# ABOUT THIS TASK
Reading the data below, count the lines that carry the string "push". Give nothing but the count.

# RAW DATA

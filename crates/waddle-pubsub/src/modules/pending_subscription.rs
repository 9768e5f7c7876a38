//! Owner decisions on pending subscription requests.
//!
//! Owners answer the authorization form sent on a subscribe request to an
//! `authorize` node by submitting it back inside a `<message/>`.

use async_trait::async_trait;
use jid::BareJid;
use tracing::{debug, info, instrument};

use super::{storage_error, ModuleContext, PubSubModule};
use crate::criteria::{Criteria, ElementCriteria};
use crate::disco::Feature;
use crate::error::PubSubError;
use crate::form::{DataForm, FormType, DATA_FORMS_NS};
use crate::outbound::StanzaSender;
use crate::stanzas::{Stanza, NS_PUBSUB_SUBSCRIBE_AUTHORIZATION};
use crate::types::{Affiliation, Subscription};

pub struct PendingSubscriptionModule;

const FIELD_SUBID: &str = "pubsub#subid";
const FIELD_NODE: &str = "pubsub#node";
const FIELD_SUBSCRIBER: &str = "pubsub#subscriber_jid";
const FIELD_ALLOW: &str = "pubsub#allow";

#[async_trait]
impl PubSubModule for PendingSubscriptionModule {
    fn name(&self) -> &'static str {
        "PendingSubscriptionModule"
    }

    fn criteria(&self) -> Criteria {
        ElementCriteria::name("message")
            .child(
                ElementCriteria::name("x")
                    .attr("xmlns", DATA_FORMS_NS)
                    .attr("type", "submit")
                    .child(
                        ElementCriteria::name("field").attr("var", "FORM_TYPE").child(
                            ElementCriteria::name("value").cdata(NS_PUBSUB_SUBSCRIBE_AUTHORIZATION),
                        ),
                    ),
            )
            .into()
    }

    fn features(&self) -> Vec<Feature> {
        vec![Feature::pubsub_feature("get-pending")]
    }

    #[instrument(skip(self, ctx, stanza, _out), fields(service = %stanza.service(), from = %stanza.from()))]
    async fn process(
        &self,
        ctx: &ModuleContext,
        stanza: &Stanza,
        _out: &StanzaSender,
    ) -> Result<(), PubSubError> {
        let element = stanza.element();
        let form = DataForm::find_in(element)
            .filter(|f| f.form_type == FormType::Submit)
            .ok_or_else(|| PubSubError::bad_request(element))?;

        let name = form
            .value(FIELD_NODE)
            .map(str::trim)
            .filter(|n| !n.is_empty())
            .ok_or_else(|| PubSubError::bad_request(element).with_condition("node-required"))?;
        let node = ctx.require_node(stanza, name).await?;

        let affiliations = node.affiliations();
        if affiliations.get(&stanza.sender()) != Affiliation::Owner {
            return Err(PubSubError::forbidden(element));
        }

        let subscriber = form
            .value(FIELD_SUBSCRIBER)
            .and_then(|j| j.trim().parse::<BareJid>().ok())
            .ok_or_else(|| PubSubError::bad_request(element).with_condition("invalid-jid"))?;

        let subscriptions = node.subscriptions();
        if let Some(subid) = form.value(FIELD_SUBID).filter(|s| !s.is_empty()) {
            if subscriptions.subid(&subscriber).as_deref() != Some(subid) {
                return Err(PubSubError::not_acceptable(element).with_condition("invalid-subid"));
            }
        }

        if subscriptions.get(&subscriber) != Subscription::Pending {
            debug!(node = %name, subscriber = %subscriber, "No pending subscription, ignoring");
            return Ok(());
        }

        let decision = if form.bool_value(FIELD_ALLOW) {
            subscriptions.change(&subscriber, Subscription::Subscribed);
            let current = affiliations.get(&subscriber);
            affiliations.change(&subscriber, current.max_weight(Affiliation::Member));
            Subscription::Subscribed
        } else {
            subscriptions.change(&subscriber, Subscription::None);
            Subscription::None
        };

        ctx.repository
            .update_subscriptions(&node, subscriptions)
            .await
            .map_err(storage_error(stanza))?;
        ctx.repository
            .update_affiliations(&node, affiliations)
            .await
            .map_err(storage_error(stanza))?;

        info!(node = %name, subscriber = %subscriber, decision = %decision, "Pending subscription decided");
        ctx.notifier
            .subscription_decided(&node, &subscriber, decision)
            .await;
        Ok(())
    }
}
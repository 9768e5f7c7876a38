//! Structural element matching.
//!
//! Each operation handler describes the stanzas it accepts as a small
//! criteria tree: element name, required attributes, character data, and a
//! nested criteria that at least one direct child must satisfy. The
//! `xmlns` attribute key matches against the element namespace.

use minidom::Element;

/// A matcher over elements.
#[derive(Debug, Clone)]
pub enum Criteria {
    Element(ElementCriteria),
    /// Matches when any alternative matches.
    Or(Vec<ElementCriteria>),
}

impl Criteria {
    pub fn matches(&self, element: &Element) -> bool {
        match self {
            Criteria::Element(c) => c.matches(element),
            Criteria::Or(alternatives) => alternatives.iter().any(|c| c.matches(element)),
        }
    }

    pub fn or(alternatives: impl IntoIterator<Item = ElementCriteria>) -> Self {
        Criteria::Or(alternatives.into_iter().collect())
    }
}

impl From<ElementCriteria> for Criteria {
    fn from(c: ElementCriteria) -> Self {
        Criteria::Element(c)
    }
}

/// Matches a single element and, optionally, one of its children.
#[derive(Debug, Clone, Default)]
pub struct ElementCriteria {
    name: Option<String>,
    attrs: Vec<(String, String)>,
    cdata: Option<String>,
    next: Option<Box<Criteria>>,
}

impl ElementCriteria {
    /// Criteria matching any element.
    pub fn new() -> Self {
        Self::default()
    }

    /// Criteria matching elements with this name.
    pub fn name(name: &str) -> Self {
        Self {
            name: Some(name.to_string()),
            ..Self::default()
        }
    }

    /// Require an attribute value; `xmlns` requires the namespace.
    pub fn attr(mut self, name: &str, value: &str) -> Self {
        self.attrs.retain(|(n, _)| n != name);
        self.attrs.push((name.to_string(), value.to_string()));
        self
    }

    /// Require exact character data.
    pub fn cdata(mut self, cdata: &str) -> Self {
        self.cdata = Some(cdata.to_string());
        self
    }

    /// Require a child matching `next`. Only the first call takes effect.
    pub fn child(mut self, next: impl Into<Criteria>) -> Self {
        if self.next.is_none() {
            self.next = Some(Box::new(next.into()));
        }
        self
    }

    pub fn matches(&self, element: &Element) -> bool {
        if let Some(ref name) = self.name {
            if name != element.name() {
                return false;
            }
        }

        if let Some(ref cdata) = self.cdata {
            let text = element.text();
            if text.is_empty() || &text != cdata {
                return false;
            }
        }

        let attrs_match = self.attrs.iter().all(|(name, value)| {
            if name == "xmlns" {
                element.ns() == *value
            } else {
                element.attr(name) == Some(value.as_str())
            }
        });
        if !attrs_match {
            return false;
        }

        match self.next {
            Some(ref next) => element.children().any(|child| next.matches(child)),
            None => true,
        }
    }
}
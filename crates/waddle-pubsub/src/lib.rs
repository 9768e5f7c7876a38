//! # waddle-pubsub
//!
//! XEP-0060 Publish-Subscribe engine for Waddle Social.
//!
//! This crate implements the node, affiliation and subscription state
//! machine of a pub/sub service, independent of any transport. Stanzas come
//! in through a per-host service actor and replies and notifications leave
//! through an outbound channel.
//!
//! ## Architecture
//!
//! - **Service**: one actor per configured host with a bounded mailbox
//! - **Dispatcher**: routes stanzas to operation modules by structural criteria
//! - **Modules**: one handler per XEP-0060 use case
//! - **Repository**: cached nodes over a pluggable storage port
//! - **Access**: the five node access models
//! - **Notify**: event fan-out to subscribers and owners
//!
//! ## XEP Support
//!
//! - XEP-0004 (Data Forms) for node configuration and subscription authorization
//! - XEP-0030 (Service Discovery)
//! - XEP-0060 (Publish-Subscribe), leaf nodes only

pub mod access;
pub mod criteria;
pub mod disco;
pub mod dispatcher;
pub mod form;
pub mod ledger;
pub mod modules;
pub mod node;
pub mod notify;
pub mod outbound;
pub mod repository;
pub mod service;
pub mod stanzas;
pub mod storage;

mod error;
mod types;

pub use disco::{DiscoRegistry, Feature, Identity};
pub use dispatcher::Dispatcher;
pub use error::{
    PubSubError, RepositoryError, ServiceError, StanzaErrorCondition, StanzaErrorType,
    StorageError,
};
pub use modules::{ModuleContext, PubSubModule};
pub use node::{AccessModel, NodeConfig, NodeType, PublishModel};
pub use notify::{NotificationService, StanzaNotifier};
pub use outbound::{SendResult, StanzaSender};
pub use repository::{Node, PubSubRepository};
pub use service::{PubSubComponents, PubSubService, ServiceConfig};
pub use stanzas::Stanza;
pub use storage::{InMemoryPubSubStorage, PubSubStorage, RosterSubscription};
pub use types::*;
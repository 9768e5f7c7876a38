//! Retracting published items.

use async_trait::async_trait;
use tracing::{debug, instrument};

use super::{storage_error, ModuleContext, PubSubModule};
use crate::criteria::{Criteria, ElementCriteria};
use crate::disco::Feature;
use crate::error::PubSubError;
use crate::node::NodeType;
use crate::outbound::StanzaSender;
use crate::stanzas::{node_attr, Stanza, NS_PUBSUB};

pub struct RetractItemModule;

#[async_trait]
impl PubSubModule for RetractItemModule {
    fn name(&self) -> &'static str {
        "RetractItemModule"
    }

    fn criteria(&self) -> Criteria {
        ElementCriteria::name("iq")
            .attr("type", "set")
            .child(
                ElementCriteria::name("pubsub")
                    .attr("xmlns", NS_PUBSUB)
                    .child(ElementCriteria::name("retract")),
            )
            .into()
    }

    fn features(&self) -> Vec<Feature> {
        vec![Feature::pubsub_feature("retract-items")]
    }

    #[instrument(skip(self, ctx, stanza, out), fields(service = %stanza.service(), from = %stanza.from()))]
    async fn process(
        &self,
        ctx: &ModuleContext,
        stanza: &Stanza,
        out: &StanzaSender,
    ) -> Result<(), PubSubError> {
        let element = stanza.element();
        let retract = stanza
            .pubsub(NS_PUBSUB)
            .and_then(|p| p.get_child("retract", NS_PUBSUB))
            .ok_or_else(|| PubSubError::bad_request(element))?;

        let name = node_attr(retract)
            .ok_or_else(|| PubSubError::bad_request(element).with_condition("node-required"))?;
        let node = ctx.require_node(stanza, &name).await?;

        if node.kind() == NodeType::Collection {
            return Err(PubSubError::feature_not_implemented(element)
                .with_unsupported("retract-items"));
        }

        if !node.affiliations().get(&stanza.sender()).can_delete_items() {
            return Err(PubSubError::forbidden(element));
        }

        if !node.config().persist_items() {
            return Err(PubSubError::feature_not_implemented(element)
                .with_unsupported("persistent-items"));
        }

        let mut ids = Vec::new();
        for item in retract.children().filter(|c| c.is("item", NS_PUBSUB)) {
            match item.attr("id").filter(|id| !id.is_empty()) {
                Some(id) => ids.push(id.to_string()),
                None => {
                    return Err(
                        PubSubError::bad_request(element).with_condition("item-required")
                    )
                }
            }
        }
        if ids.is_empty() {
            return Err(PubSubError::bad_request(element).with_condition("item-required"));
        }

        for id in &ids {
            let existed = ctx
                .repository
                .delete_item(&node, id)
                .await
                .map_err(storage_error(stanza))?;
            debug!(node = %name, item = %id, existed, "Item retracted");
        }

        ctx.notifier.items_retracted(&node, &ids).await;

        out.reply(stanza.result(None)).await;
        Ok(())
    }
}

# SOLUTION TO THE EXERCISE
2